Requirement: In the entries below, find every line with the string "names" and copy it.

Dataset records:
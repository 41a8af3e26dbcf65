// SPDX-FileCopyrightText: 2026 ArcheBase
//
// SPDX-License-Identifier: MulanPSL-2.0

//! Shared record fixtures for integration tests.

#![allow(dead_code)]

use std::collections::HashMap;

use protowire::field_access;
use protowire::schema::{FieldDescriptor, Message, ScalarKind};

// ============================================================================
// Scalar coverage
// ============================================================================

/// One field of every scalar kind.
#[derive(Debug, Default, Clone, PartialEq)]
pub struct Scalars {
    pub flag: bool,
    pub i32_field: i32,
    pub i64_field: i64,
    pub u32_field: u32,
    pub u64_field: u64,
    pub s32_field: i32,
    pub s64_field: i64,
    pub f32_field: u32,
    pub f64_field: u64,
    pub sf32_field: i32,
    pub sf64_field: i64,
    pub float_field: f32,
    pub double_field: f64,
    pub text: String,
    pub blob: Vec<u8>,
}

impl Message for Scalars {
    fn type_name() -> &'static str {
        "Scalars"
    }

    fn fields() -> Vec<FieldDescriptor> {
        vec![
            FieldDescriptor::scalar(1, "flag", ScalarKind::Bool, field_access!(Scalars, flag)),
            FieldDescriptor::scalar(2, "i32_field", ScalarKind::Int32, field_access!(Scalars, i32_field)),
            FieldDescriptor::scalar(3, "i64_field", ScalarKind::Int64, field_access!(Scalars, i64_field)),
            FieldDescriptor::scalar(4, "u32_field", ScalarKind::Uint32, field_access!(Scalars, u32_field)),
            FieldDescriptor::scalar(5, "u64_field", ScalarKind::Uint64, field_access!(Scalars, u64_field)),
            FieldDescriptor::scalar(6, "s32_field", ScalarKind::Sint32, field_access!(Scalars, s32_field)),
            FieldDescriptor::scalar(7, "s64_field", ScalarKind::Sint64, field_access!(Scalars, s64_field)),
            FieldDescriptor::scalar(8, "f32_field", ScalarKind::Fixed32, field_access!(Scalars, f32_field)),
            FieldDescriptor::scalar(9, "f64_field", ScalarKind::Fixed64, field_access!(Scalars, f64_field)),
            FieldDescriptor::scalar(10, "sf32_field", ScalarKind::Sfixed32, field_access!(Scalars, sf32_field)),
            FieldDescriptor::scalar(11, "sf64_field", ScalarKind::Sfixed64, field_access!(Scalars, sf64_field)),
            FieldDescriptor::scalar(12, "float_field", ScalarKind::Float, field_access!(Scalars, float_field)),
            FieldDescriptor::scalar(13, "double_field", ScalarKind::Double, field_access!(Scalars, double_field)),
            FieldDescriptor::scalar(14, "text", ScalarKind::String, field_access!(Scalars, text)),
            FieldDescriptor::scalar(15, "blob", ScalarKind::Bytes, field_access!(Scalars, blob)),
        ]
    }
}

// ============================================================================
// Nested records
// ============================================================================

#[derive(Debug, Default, Clone, PartialEq)]
pub struct Detail {
    pub x: String,
    pub y: String,
}

impl Message for Detail {
    fn type_name() -> &'static str {
        "Detail"
    }

    fn fields() -> Vec<FieldDescriptor> {
        vec![
            FieldDescriptor::scalar(1, "x", ScalarKind::String, field_access!(Detail, x)),
            FieldDescriptor::scalar(2, "y", ScalarKind::String, field_access!(Detail, y)),
        ]
    }
}

#[derive(Debug, Default, Clone, PartialEq)]
pub struct Telemetry {
    pub a: i64,
    pub b: i64,
    pub c: i64,
    pub detail: Option<Box<Detail>>,
}

impl Message for Telemetry {
    fn type_name() -> &'static str {
        "Telemetry"
    }

    fn fields() -> Vec<FieldDescriptor> {
        vec![
            FieldDescriptor::scalar(1, "a", ScalarKind::Int64, field_access!(Telemetry, a)),
            FieldDescriptor::scalar(2, "b", ScalarKind::Int64, field_access!(Telemetry, b)),
            FieldDescriptor::scalar(3, "c", ScalarKind::Int64, field_access!(Telemetry, c)),
            FieldDescriptor::message::<Detail>(4, "detail", field_access!(Telemetry, detail)),
        ]
    }
}

// ============================================================================
// Repeated fields
// ============================================================================

#[derive(Debug, Default, Clone, PartialEq)]
pub struct WithRepeated {
    pub counts: Vec<i32>,
    pub names: Vec<String>,
    pub details: Vec<Detail>,
}

impl Message for WithRepeated {
    fn type_name() -> &'static str {
        "WithRepeated"
    }

    fn fields() -> Vec<FieldDescriptor> {
        vec![
            FieldDescriptor::repeated::<i32>(1, "counts", ScalarKind::Int32, field_access!(WithRepeated, counts)),
            FieldDescriptor::repeated::<String>(2, "names", ScalarKind::String, field_access!(WithRepeated, names)),
            FieldDescriptor::repeated_message::<Detail>(3, "details", field_access!(WithRepeated, details)),
        ]
    }
}

// ============================================================================
// Map fields
// ============================================================================

#[derive(Debug, Default, Clone, PartialEq)]
pub struct WithMap {
    pub ratings: HashMap<String, i32>,
    pub children: HashMap<i32, Detail>,
}

impl Message for WithMap {
    fn type_name() -> &'static str {
        "WithMap"
    }

    fn fields() -> Vec<FieldDescriptor> {
        vec![
            FieldDescriptor::map::<String, i32>(
                1,
                "ratings",
                ScalarKind::String,
                ScalarKind::Int32,
                field_access!(WithMap, ratings),
            ),
            FieldDescriptor::message_map::<i32, Detail>(
                2,
                "children",
                ScalarKind::Int32,
                field_access!(WithMap, children),
            ),
        ]
    }
}

// ============================================================================
// Explicit presence
// ============================================================================

#[derive(Debug, Default, Clone, PartialEq)]
pub struct WithPresence {
    pub threshold: Option<u32>,
    pub label: Option<String>,
    pub armed: Option<bool>,
}

impl Message for WithPresence {
    fn type_name() -> &'static str {
        "WithPresence"
    }

    fn fields() -> Vec<FieldDescriptor> {
        vec![
            FieldDescriptor::optional::<u32>(
                1,
                "threshold",
                ScalarKind::Fixed32,
                field_access!(WithPresence, threshold),
            ),
            FieldDescriptor::optional::<String>(
                2,
                "label",
                ScalarKind::String,
                field_access!(WithPresence, label),
            ),
            FieldDescriptor::optional::<bool>(
                3,
                "armed",
                ScalarKind::Bool,
                field_access!(WithPresence, armed),
            ),
        ]
    }
}

// ============================================================================
// Recursive records
// ============================================================================

#[derive(Debug, Default, Clone, PartialEq)]
pub struct TreeNode {
    pub value: i32,
    pub children: Vec<TreeNode>,
}

impl Message for TreeNode {
    fn type_name() -> &'static str {
        "TreeNode"
    }

    fn fields() -> Vec<FieldDescriptor> {
        vec![
            FieldDescriptor::scalar(1, "value", ScalarKind::Int32, field_access!(TreeNode, value)),
            FieldDescriptor::repeated_message::<TreeNode>(2, "children", field_access!(TreeNode, children)),
        ]
    }
}

/// Mutually recursive pair, for exercising codec construction across a
/// type cycle.
#[derive(Debug, Default, Clone, PartialEq)]
pub struct Ping {
    pub seq: u32,
    pub reply: Option<Box<Pong>>,
}

#[derive(Debug, Default, Clone, PartialEq)]
pub struct Pong {
    pub seq: u32,
    pub reply: Option<Box<Ping>>,
}

impl Message for Ping {
    fn type_name() -> &'static str {
        "Ping"
    }

    fn fields() -> Vec<FieldDescriptor> {
        vec![
            FieldDescriptor::scalar(1, "seq", ScalarKind::Uint32, field_access!(Ping, seq)),
            FieldDescriptor::message::<Pong>(2, "reply", field_access!(Ping, reply)),
        ]
    }
}

impl Message for Pong {
    fn type_name() -> &'static str {
        "Pong"
    }

    fn fields() -> Vec<FieldDescriptor> {
        vec![
            FieldDescriptor::scalar(1, "seq", ScalarKind::Uint32, field_access!(Pong, seq)),
            FieldDescriptor::message::<Ping>(2, "reply", field_access!(Pong, reply)),
        ]
    }
}

// ============================================================================
// Helpers
// ============================================================================

/// Marshal, then unmarshal into a fresh record, asserting equality.
pub fn assert_round_trip<M>(record: &M)
where
    M: Message + Clone + PartialEq + std::fmt::Debug,
{
    let wire = protowire::marshal(record).expect("marshal");
    let mut decoded = M::default();
    protowire::unmarshal(&wire, &mut decoded).expect("unmarshal");
    assert_eq!(&decoded, record);
}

Exercise response:
    pub names: Vec<String>,
            FieldDescriptor::repeated::<String>(2, "names", ScalarKind::String, field_access!(WithRepeated, names)),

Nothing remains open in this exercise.